Opening a window on thymic positive selection: developmental changes in the influence of cosignaling by integrins and CD28 on selection events induced by TCR engagement.

How TCR and non-TCR signals are integrated by thymocytes to generate a decision to undergo either positive or negative selection remains incompletely understood. Recent evidence suggests that TCR signal transduction changes its quality during thymocyte maturation, but whether the contributions of various cosignaling or costimulatory pathways to thymocyte selection also are modified during development is unclear. Questions also remain about the possible selective roles of specific costimulatory pathways in induction of differentiation vs death among thymocytes at any given stage of maturity. To address these issues, a quantitative in vitro analysis of initiation of CD4+CD8+ thymocyte differentiation as measured by CD69 up-regulation/coreceptor down-modulation was conducted in parallel with an analysis of induction of death. Using transfected cells varying in their surface display of ICAM-1 or B7.1 along with antibody blocking experiments, we demonstrate here that ICAM-1 provides a selective boost to signaling for differentiation without substantially affecting induction of death among CD4+CD8+ cells, a property that is lost as thymocytes mature further. In contrast, B7 engagement enhances both cell activation and death in parallel.
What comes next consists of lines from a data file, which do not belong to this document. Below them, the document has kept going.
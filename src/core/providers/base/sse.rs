//! Shared SSE (Server-Sent Events) decoder
//!
//! Bytes are buffered until a full line is available, so UTF-8 sequences and lines split
//! across network reads decode correctly. Adapters only see complete events.

use crate::core::providers::unified_provider::ProviderError;
use crate::core::streaming::StreamEvent;
use bytes::Bytes;
use futures::{Stream, StreamExt};

/// One dispatched SSE event
#[derive(Debug, Clone, PartialEq, Eq)]
pub struct SseEvent {
    /// `event:` field, when the server set one
    pub event: Option<String>,
    /// `data:` lines joined with `\n`
    pub data: String,
}

/// Incremental decoder
#[derive(Debug, Default)]
pub struct SseDecoder {
    buffer: Vec<u8>,
    event: Option<String>,
    data: Vec<String>,
}

impl SseDecoder {
    pub fn new() -> Self {
        Self::default()
    }

    /// Consume bytes and return every event completed by them
    pub fn feed(&mut self, bytes: &[u8]) -> Vec<SseEvent> {
        self.buffer.extend_from_slice(bytes);

        let mut events = Vec::new();
        while let Some(pos) = self.buffer.iter().position(|b| *b == b'\n') {
            let mut line: Vec<u8> = self.buffer.drain(..=pos).collect();
            line.pop();
            if line.last() == Some(&b'\r') {
                line.pop();
            }
            let line = String::from_utf8_lossy(&line);
            if let Some(event) = self.process_line(&line) {
                events.push(event);
            }
        }
        events
    }

    /// Flush a final event the server did not terminate with a blank line
    pub fn finish(&mut self) -> Option<SseEvent> {
        if !self.buffer.is_empty() {
            let rest = std::mem::take(&mut self.buffer);
            let line = String::from_utf8_lossy(&rest).into_owned();
            if let Some(event) = self.process_line(line.trim_end_matches('\r')) {
                return Some(event);
            }
        }
        self.dispatch()
    }

    fn process_line(&mut self, line: &str) -> Option<SseEvent> {
        if line.is_empty() {
            return self.dispatch();
        }
        if line.starts_with(':') {
            return None;
        }

        let (field, value) = match line.split_once(':') {
            Some((field, value)) => (field, value.strip_prefix(' ').unwrap_or(value)),
            None => (line, ""),
        };

        match field {
            "data" => self.data.push(value.to_string()),
            "event" => self.event = Some(value.to_string()),
            _ => {}
        }
        None
    }

    fn dispatch(&mut self) -> Option<SseEvent> {
        if self.data.is_empty() {
            self.event = None;
            return None;
        }
        Some(SseEvent {
            event: self.event.take(),
            data: std::mem::take(&mut self.data).join("\n"),
        })
    }
}

/// Turn a response byte stream into SSE events
pub fn sse_events<S>(
    provider: &'static str,
    bytes: S,
) -> impl Stream<Item = Result<SseEvent, ProviderError>> + Send + 'static
where
    S: Stream<Item = Result<Bytes, reqwest::Error>> + Send + 'static,
{
    async_stream::stream! {
        let mut decoder = SseDecoder::new();
        let mut bytes = Box::pin(bytes);

        while let Some(chunk) = bytes.next().await {
            match chunk {
                Ok(chunk) => {
                    for event in decoder.feed(&chunk) {
                        yield Ok(event);
                    }
                }
                Err(e) => {
                    yield Err(ProviderError::streaming(provider, e.to_string()));
                    return;
                }
            }
        }

        if let Some(event) = decoder.finish() {
            yield Ok(event);
        }
    }
}

/// Decode SSE events into stream events with an adapter-specific parser.
/// The first parse failure ends the stream.
pub fn decode_with<S, F>(
    sse: S,
    mut parse: F,
) -> impl Stream<Item = Result<StreamEvent, ProviderError>> + Send + 'static
where
    S: Stream<Item = Result<SseEvent, ProviderError>> + Send + 'static,
    F: FnMut(&SseEvent) -> Result<Vec<StreamEvent>, ProviderError> + Send + 'static,
{
    async_stream::stream! {
        let mut sse = Box::pin(sse);
        while let Some(event) = sse.next().await {
            match event.and_then(|e| parse(&e)) {
                Ok(events) => {
                    for event in events {
                        yield Ok(event);
                    }
                }
                Err(e) => {
                    yield Err(e);
                    return;
                }
            }
        }
    }
}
Based on these data, we propose that the high level of ICAM-1 on cortical epithelial cells plays a special role in opening a window between TCR signaling for differentiation vs death, permitting efficient initiation of positive selection on epithelial ligands. In contrast, late CD28-dependent cosignaling on hemopoietic cells in the medulla would help enforce negative selection by augmenting the effects of TCR engagement by low levels of high affinity ligands.